Records from a dataset
◇ ◇ ◇ ◇

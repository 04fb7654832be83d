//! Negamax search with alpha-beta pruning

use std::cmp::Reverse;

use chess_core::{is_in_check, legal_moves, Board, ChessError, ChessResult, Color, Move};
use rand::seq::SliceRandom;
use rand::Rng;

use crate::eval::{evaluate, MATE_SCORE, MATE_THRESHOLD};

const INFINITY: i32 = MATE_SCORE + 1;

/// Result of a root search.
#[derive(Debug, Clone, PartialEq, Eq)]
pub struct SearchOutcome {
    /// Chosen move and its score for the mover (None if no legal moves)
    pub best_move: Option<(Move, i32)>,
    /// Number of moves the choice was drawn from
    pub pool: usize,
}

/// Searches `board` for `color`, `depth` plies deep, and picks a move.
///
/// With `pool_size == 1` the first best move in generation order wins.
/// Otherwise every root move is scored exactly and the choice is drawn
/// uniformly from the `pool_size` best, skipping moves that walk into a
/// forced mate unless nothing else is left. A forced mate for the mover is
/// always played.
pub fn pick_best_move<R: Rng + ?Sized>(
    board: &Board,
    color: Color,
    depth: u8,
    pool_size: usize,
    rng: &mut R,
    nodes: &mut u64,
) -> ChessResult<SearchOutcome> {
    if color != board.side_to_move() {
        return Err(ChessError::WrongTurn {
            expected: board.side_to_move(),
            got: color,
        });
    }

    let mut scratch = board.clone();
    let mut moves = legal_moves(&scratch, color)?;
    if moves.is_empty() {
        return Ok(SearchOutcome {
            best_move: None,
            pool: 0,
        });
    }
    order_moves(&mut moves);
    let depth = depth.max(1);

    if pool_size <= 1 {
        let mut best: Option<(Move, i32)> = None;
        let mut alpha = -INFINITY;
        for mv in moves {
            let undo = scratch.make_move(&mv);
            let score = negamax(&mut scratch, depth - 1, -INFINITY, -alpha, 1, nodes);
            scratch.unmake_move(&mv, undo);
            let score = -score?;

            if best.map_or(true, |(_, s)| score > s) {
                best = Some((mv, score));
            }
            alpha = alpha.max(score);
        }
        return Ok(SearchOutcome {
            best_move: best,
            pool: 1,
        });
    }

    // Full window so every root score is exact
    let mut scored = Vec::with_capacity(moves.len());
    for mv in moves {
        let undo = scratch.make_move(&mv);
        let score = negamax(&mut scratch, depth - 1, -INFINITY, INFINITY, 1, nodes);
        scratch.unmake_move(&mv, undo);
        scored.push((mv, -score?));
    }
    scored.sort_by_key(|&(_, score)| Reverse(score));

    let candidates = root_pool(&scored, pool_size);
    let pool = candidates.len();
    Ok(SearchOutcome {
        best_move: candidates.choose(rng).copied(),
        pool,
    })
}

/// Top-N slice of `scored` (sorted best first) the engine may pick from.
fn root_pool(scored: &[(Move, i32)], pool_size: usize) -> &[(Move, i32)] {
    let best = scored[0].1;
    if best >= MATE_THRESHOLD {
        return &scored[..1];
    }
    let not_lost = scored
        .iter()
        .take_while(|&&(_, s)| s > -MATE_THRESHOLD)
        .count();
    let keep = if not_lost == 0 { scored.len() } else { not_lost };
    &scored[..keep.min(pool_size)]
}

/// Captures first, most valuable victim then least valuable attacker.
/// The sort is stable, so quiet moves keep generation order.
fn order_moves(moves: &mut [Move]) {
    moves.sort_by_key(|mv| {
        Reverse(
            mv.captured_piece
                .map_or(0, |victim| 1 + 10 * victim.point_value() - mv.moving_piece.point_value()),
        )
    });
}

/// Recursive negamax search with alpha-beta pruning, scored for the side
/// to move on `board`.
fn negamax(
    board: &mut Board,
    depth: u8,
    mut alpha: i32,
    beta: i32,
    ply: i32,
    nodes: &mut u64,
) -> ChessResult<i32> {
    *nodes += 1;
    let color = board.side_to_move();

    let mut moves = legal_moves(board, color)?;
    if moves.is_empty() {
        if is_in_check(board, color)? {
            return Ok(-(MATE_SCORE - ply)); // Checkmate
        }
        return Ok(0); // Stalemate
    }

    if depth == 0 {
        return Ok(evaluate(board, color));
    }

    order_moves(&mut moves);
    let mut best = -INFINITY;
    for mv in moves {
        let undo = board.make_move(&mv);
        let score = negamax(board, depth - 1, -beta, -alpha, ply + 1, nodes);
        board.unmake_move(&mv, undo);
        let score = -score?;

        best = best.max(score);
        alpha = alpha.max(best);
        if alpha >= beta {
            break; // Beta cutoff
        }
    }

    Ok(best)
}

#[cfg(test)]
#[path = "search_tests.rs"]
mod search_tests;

◇ ◇ ◇ ◇

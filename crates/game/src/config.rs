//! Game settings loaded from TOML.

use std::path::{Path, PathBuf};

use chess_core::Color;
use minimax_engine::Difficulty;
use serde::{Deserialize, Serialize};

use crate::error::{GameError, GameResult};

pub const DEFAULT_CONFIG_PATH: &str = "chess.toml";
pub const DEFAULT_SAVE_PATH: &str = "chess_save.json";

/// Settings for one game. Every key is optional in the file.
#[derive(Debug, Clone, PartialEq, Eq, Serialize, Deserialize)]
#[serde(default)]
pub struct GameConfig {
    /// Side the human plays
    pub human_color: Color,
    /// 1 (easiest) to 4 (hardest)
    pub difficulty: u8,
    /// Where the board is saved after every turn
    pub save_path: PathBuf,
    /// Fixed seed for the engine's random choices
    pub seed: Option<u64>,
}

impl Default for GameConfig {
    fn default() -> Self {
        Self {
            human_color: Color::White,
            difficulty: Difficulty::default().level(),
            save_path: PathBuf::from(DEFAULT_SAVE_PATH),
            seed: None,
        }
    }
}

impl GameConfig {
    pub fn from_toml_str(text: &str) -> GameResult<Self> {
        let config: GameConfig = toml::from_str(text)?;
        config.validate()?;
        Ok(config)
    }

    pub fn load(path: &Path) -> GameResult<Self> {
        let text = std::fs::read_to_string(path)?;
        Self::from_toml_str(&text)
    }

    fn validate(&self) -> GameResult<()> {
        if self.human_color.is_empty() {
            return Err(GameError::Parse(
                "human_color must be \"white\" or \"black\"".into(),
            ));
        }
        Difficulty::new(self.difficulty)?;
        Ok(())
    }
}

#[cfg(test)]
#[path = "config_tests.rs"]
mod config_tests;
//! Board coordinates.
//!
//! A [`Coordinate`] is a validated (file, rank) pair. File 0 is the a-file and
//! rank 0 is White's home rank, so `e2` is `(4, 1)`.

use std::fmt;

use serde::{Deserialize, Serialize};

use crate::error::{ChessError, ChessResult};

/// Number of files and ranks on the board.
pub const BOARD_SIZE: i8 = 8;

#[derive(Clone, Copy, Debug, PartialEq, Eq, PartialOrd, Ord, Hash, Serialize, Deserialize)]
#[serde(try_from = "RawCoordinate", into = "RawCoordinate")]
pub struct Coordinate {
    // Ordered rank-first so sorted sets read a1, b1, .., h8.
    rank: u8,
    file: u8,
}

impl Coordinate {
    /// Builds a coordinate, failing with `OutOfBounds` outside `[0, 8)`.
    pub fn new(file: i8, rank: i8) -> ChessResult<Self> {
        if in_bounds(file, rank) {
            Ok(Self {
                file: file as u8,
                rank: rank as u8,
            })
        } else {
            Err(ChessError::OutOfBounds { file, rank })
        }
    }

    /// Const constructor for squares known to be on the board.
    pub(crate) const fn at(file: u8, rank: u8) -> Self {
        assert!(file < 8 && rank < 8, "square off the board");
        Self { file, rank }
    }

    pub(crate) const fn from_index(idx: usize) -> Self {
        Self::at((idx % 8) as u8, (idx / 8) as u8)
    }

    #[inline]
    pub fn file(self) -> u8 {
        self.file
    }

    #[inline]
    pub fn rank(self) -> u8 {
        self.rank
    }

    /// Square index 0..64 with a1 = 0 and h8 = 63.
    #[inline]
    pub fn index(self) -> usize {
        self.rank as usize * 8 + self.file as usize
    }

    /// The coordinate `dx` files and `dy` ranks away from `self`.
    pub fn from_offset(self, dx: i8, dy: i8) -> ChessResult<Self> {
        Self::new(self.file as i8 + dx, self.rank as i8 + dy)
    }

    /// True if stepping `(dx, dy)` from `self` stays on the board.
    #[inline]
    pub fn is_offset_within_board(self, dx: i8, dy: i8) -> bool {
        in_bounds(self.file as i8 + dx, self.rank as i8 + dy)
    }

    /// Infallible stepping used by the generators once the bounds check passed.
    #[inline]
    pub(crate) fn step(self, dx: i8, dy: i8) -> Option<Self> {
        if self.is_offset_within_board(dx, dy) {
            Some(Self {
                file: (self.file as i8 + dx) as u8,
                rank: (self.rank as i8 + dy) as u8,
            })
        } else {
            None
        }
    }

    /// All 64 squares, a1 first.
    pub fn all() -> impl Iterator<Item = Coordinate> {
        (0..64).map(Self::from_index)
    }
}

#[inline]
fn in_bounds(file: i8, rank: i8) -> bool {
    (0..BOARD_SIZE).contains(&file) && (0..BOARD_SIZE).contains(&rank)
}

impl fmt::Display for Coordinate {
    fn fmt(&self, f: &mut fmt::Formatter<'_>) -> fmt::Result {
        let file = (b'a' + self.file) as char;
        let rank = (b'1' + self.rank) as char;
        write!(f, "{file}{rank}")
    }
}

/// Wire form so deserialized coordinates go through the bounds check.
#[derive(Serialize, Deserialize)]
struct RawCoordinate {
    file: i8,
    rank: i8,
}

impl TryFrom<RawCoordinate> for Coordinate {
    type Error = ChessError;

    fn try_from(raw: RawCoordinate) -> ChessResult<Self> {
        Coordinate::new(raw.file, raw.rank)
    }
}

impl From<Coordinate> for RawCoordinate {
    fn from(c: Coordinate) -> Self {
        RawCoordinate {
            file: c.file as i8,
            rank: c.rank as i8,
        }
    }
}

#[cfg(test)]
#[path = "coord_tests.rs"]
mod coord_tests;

◇ ◇ ◇ ◇

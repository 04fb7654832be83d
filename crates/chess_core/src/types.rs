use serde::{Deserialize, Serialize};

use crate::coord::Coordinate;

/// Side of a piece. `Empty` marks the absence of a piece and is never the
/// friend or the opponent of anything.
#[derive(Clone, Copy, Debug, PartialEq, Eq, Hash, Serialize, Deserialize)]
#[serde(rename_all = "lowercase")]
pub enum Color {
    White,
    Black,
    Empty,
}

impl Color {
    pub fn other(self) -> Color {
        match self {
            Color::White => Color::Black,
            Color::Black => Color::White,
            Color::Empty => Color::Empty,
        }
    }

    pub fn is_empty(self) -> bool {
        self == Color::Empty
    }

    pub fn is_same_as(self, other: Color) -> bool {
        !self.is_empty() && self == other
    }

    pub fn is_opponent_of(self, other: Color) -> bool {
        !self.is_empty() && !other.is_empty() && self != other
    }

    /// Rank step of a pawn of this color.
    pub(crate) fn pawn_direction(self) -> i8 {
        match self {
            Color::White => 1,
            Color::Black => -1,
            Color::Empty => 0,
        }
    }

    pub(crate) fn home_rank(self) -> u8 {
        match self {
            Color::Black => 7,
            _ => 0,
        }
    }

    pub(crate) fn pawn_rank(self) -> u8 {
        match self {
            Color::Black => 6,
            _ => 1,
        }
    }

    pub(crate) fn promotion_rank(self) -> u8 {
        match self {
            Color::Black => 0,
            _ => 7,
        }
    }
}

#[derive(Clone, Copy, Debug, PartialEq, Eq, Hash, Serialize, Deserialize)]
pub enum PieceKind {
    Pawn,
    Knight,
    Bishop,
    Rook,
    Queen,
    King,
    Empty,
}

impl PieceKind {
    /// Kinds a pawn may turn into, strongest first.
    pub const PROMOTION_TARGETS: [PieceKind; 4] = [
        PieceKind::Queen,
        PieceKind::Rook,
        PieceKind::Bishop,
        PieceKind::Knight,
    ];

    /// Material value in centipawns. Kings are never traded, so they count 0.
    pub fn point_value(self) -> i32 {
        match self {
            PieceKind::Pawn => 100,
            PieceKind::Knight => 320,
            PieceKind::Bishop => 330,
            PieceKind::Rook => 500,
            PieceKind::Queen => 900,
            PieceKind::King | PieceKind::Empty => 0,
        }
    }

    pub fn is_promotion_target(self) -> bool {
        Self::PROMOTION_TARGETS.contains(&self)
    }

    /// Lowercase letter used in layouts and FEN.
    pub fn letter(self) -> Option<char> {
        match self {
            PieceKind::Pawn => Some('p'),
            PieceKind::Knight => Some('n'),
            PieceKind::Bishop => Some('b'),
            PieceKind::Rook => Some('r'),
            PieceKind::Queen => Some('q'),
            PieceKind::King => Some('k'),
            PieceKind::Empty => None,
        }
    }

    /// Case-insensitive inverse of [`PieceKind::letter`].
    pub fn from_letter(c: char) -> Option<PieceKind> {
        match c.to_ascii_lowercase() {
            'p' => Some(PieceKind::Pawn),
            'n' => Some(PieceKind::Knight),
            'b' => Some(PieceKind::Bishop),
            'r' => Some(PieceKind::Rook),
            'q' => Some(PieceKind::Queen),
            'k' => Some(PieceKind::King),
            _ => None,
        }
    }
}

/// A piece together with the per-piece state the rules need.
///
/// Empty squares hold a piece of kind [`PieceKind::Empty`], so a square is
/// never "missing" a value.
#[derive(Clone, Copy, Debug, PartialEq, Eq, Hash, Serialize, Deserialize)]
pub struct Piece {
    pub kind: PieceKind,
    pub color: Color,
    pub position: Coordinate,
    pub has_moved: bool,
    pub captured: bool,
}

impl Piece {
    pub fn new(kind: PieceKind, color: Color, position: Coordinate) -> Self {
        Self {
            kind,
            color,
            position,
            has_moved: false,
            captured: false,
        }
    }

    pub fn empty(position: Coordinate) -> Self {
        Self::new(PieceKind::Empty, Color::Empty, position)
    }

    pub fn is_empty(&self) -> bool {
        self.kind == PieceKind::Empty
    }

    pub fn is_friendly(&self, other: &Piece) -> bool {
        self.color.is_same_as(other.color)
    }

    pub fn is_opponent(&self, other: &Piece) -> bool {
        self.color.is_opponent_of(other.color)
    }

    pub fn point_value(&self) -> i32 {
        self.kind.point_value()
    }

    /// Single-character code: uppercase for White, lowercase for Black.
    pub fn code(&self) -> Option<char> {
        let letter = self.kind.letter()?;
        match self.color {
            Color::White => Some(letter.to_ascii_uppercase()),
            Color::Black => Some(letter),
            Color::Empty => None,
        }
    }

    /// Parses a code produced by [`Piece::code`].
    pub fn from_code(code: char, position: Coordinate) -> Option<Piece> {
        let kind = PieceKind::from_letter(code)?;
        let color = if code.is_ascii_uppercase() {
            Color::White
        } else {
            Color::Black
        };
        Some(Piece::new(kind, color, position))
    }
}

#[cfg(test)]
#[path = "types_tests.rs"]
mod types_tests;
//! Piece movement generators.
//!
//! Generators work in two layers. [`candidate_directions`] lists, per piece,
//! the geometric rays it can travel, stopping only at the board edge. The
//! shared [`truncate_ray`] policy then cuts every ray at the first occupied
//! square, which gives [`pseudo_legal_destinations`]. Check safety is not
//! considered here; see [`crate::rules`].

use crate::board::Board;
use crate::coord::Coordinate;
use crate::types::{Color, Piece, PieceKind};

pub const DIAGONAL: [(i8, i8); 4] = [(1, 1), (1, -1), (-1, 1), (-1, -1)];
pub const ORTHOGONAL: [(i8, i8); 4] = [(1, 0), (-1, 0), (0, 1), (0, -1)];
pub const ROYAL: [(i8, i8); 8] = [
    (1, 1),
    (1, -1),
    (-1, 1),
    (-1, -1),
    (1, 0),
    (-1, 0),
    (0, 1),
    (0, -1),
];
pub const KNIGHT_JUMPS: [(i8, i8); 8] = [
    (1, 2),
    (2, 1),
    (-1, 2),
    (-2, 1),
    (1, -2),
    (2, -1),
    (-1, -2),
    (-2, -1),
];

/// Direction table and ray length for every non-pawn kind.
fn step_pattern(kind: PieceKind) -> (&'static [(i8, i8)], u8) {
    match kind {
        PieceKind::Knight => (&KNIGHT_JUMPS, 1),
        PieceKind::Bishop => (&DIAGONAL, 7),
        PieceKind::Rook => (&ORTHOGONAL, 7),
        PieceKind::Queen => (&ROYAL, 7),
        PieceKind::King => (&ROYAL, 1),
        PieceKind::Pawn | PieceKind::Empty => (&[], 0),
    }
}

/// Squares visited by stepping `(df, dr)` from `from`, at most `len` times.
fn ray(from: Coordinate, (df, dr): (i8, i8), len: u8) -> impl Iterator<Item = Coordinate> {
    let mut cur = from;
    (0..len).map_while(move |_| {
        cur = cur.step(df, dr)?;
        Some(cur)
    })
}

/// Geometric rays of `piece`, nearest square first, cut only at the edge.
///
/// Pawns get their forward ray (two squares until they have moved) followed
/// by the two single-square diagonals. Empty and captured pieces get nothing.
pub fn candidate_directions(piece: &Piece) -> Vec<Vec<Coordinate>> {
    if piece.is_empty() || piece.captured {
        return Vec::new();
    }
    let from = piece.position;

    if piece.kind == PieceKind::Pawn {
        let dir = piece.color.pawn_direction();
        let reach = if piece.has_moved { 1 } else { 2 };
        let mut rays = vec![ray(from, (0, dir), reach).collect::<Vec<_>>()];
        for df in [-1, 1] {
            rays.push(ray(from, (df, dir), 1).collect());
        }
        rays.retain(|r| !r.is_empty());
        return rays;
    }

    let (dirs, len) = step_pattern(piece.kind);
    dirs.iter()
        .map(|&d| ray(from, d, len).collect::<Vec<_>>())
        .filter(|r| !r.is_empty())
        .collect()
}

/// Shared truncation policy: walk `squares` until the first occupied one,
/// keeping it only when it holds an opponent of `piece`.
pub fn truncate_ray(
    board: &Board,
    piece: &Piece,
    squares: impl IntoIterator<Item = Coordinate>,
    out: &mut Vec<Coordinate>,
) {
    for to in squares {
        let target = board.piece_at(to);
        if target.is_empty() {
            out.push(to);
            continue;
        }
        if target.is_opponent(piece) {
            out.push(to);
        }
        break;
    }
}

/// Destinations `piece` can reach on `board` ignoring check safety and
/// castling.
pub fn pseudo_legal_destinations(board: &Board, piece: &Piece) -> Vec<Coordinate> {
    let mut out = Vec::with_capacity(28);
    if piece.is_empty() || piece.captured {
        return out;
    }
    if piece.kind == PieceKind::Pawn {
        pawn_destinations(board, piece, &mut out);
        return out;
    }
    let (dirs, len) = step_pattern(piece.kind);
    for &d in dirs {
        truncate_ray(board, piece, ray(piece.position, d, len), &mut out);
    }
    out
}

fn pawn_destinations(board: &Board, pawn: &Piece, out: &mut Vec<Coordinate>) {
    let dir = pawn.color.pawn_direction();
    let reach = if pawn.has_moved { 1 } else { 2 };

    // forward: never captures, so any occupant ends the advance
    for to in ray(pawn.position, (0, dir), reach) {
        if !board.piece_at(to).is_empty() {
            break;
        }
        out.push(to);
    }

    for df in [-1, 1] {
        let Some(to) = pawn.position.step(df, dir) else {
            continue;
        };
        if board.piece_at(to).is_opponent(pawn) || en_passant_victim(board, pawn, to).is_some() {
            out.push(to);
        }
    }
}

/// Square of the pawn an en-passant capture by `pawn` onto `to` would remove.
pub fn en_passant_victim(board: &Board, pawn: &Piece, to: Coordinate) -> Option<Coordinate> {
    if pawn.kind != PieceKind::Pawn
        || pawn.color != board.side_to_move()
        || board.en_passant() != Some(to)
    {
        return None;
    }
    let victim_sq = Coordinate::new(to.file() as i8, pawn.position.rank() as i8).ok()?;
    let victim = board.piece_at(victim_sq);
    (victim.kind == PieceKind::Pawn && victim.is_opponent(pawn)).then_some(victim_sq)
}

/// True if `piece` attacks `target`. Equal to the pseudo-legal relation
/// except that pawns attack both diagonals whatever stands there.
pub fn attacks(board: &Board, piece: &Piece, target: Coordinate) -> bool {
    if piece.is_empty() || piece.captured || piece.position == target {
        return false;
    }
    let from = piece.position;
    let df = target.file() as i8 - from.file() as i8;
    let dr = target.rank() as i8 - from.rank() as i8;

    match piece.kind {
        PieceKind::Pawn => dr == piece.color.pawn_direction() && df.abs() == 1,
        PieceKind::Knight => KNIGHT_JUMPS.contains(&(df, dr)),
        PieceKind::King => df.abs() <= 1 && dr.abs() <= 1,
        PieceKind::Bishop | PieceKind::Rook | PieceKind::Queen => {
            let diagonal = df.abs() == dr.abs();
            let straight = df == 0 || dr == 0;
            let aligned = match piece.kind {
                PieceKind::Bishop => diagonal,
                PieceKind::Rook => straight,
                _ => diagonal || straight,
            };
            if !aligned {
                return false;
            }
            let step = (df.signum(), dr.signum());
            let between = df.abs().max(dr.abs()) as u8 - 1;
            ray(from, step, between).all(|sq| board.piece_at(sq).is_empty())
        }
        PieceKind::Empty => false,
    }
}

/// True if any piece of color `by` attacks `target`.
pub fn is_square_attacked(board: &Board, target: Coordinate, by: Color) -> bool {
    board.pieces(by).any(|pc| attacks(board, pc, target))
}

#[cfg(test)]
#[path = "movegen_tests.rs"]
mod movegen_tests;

◇ ◇ ◇ ◇

[WHAT IS NEEDED] The answer must consist of every line from the data that holds the string "INFINITY".

[TASK ANSWER]
const INFINITY: i32 = MATE_SCORE + 1;
        let mut alpha = -INFINITY;
            let score = negamax(&mut scratch, depth - 1, -INFINITY, -alpha, 1, nodes);
        let score = negamax(&mut scratch, depth - 1, -INFINITY, INFINITY, 1, nodes);
    let mut best = -INFINITY;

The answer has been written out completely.